Вид старика был неприятен – точно в чем-то сам князь Иван был виноват пред ним, и даже не виноват, а просто между ними существовала какая-то таинственная связь, и не столько взаимное влияние, сколько влияние этого старика на князя Ивана. Все последние дни Косой весьма естественно думал о своем будущем, о том, как устроится его жизнь, совершенно неопределенная и неизвестная в этом будущем. И вот теперь, как это бывает только во сне или полусне, это будущее сливалось непостижимо и чудесно с существом старика, вытянутого под чистым одеялом.

«Что за глупости, что за пустяки!» – говорил себе князь Иван и, вполне разумно сознавая и соглашаясь, что это – глупости и пустяки, все-таки испытывал в душе жуткое чувство связи своего будущего с существом этого чужого, незнакомого ему, полумертвого, приговоренного к смерти доктором старика, пред которым он будто бы был виноват в чем-то.

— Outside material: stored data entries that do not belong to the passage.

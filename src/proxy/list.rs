use crate::proxy::ProxyError;
use std::path::Path;
use url::Url;

/// Parses a newline-delimited list of proxy URIs
///
/// Blank lines and lines starting with `#` are skipped. Any other line
/// that is not an absolute URI with a host fails the whole list, so a typo
/// never silently shrinks the pool.
pub fn parse_proxy_list(content: &str) -> Result<Vec<Url>, ProxyError> {
    let mut proxies = Vec::new();

    for (index, raw) in content.lines().enumerate() {
        let line = raw.trim();
        if line.is_empty() || line.starts_with('#') {
            continue;
        }

        let url = Url::parse(line).map_err(|e| ProxyError::InvalidUri {
            line: index + 1,
            value: line.to_string(),
            reason: e.to_string(),
        })?;

        if url.host_str().is_none() {
            return Err(ProxyError::InvalidUri {
                line: index + 1,
                value: line.to_string(),
                reason: "missing host".to_string(),
            });
        }

        proxies.push(url);
    }

    Ok(proxies)
}

/// Reads and parses a proxy list file
pub fn load_proxy_file(path: &Path) -> Result<Vec<Url>, ProxyError> {
    let content = std::fs::read_to_string(path).map_err(|source| ProxyError::Io {
        path: path.display().to_string(),
        source,
    })?;
    parse_proxy_list(&content)
}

И он лежал, не открывая глаз и боясь даже открыть их, чтобы не исчезло то, что он видел с закрытыми гладами, хотя это было ему и неприятно, и мучительно. Он знал, что ему нужно было уяснить что-то, уяснить без посредства логического мышления, которое не годится во сне: во сне нужно только ждать и «не мешать» тому, что происходит.

А происходило у него в душе нечто такое, что сначала было совершенно непонятно, а потом стало понятным и ясным. Ясно было то, что действительно в больном нищем заключалось будущее князя Ивана. Как это было, он не знал, но, только когда убедился и успокоился на этом, будущее стало уже не будущим, а прошедшим. Вместо длинного одеяла, под которым лежал старик, вытянулась тенистая кленовая аллея с золотыми пятнами светлых солнечных лучей, пронизывающих узорчатую листву дерев. И по этой аллее идет он, сам князь Иван, и впереди его маленькая, милая девушка… Он делает усилие припомнить, узнать, кто она, и не может. Но вот она, не оглядываясь, а лишь слегка повернув назад голову, продолжая идти, приложила отвернутую руку немножко выше талии и провела ею машинально вниз к поясу и выпрямилась. И вот это движение напоминает ему всё. Он, как сейчас, вспомнил одно из своих посещений Соголева – имения тех Соголевых, о которых говорил сегодня утром с Левушкой и которых Левушка видел вчера. Он шел так по аллее со старшей – с Соней, и помнит, как почему-то, именно когда она сделала движение рукой и выпрямилась, у него словно сердце дрогнуло, и он запомнил и это движение, и ее красивую точеную руку, точно в эту минуту и в ней, и в нем произошло что-то особенное, от чего они, сколько бы ни старались, не отделаются, да и отделываться не захотят.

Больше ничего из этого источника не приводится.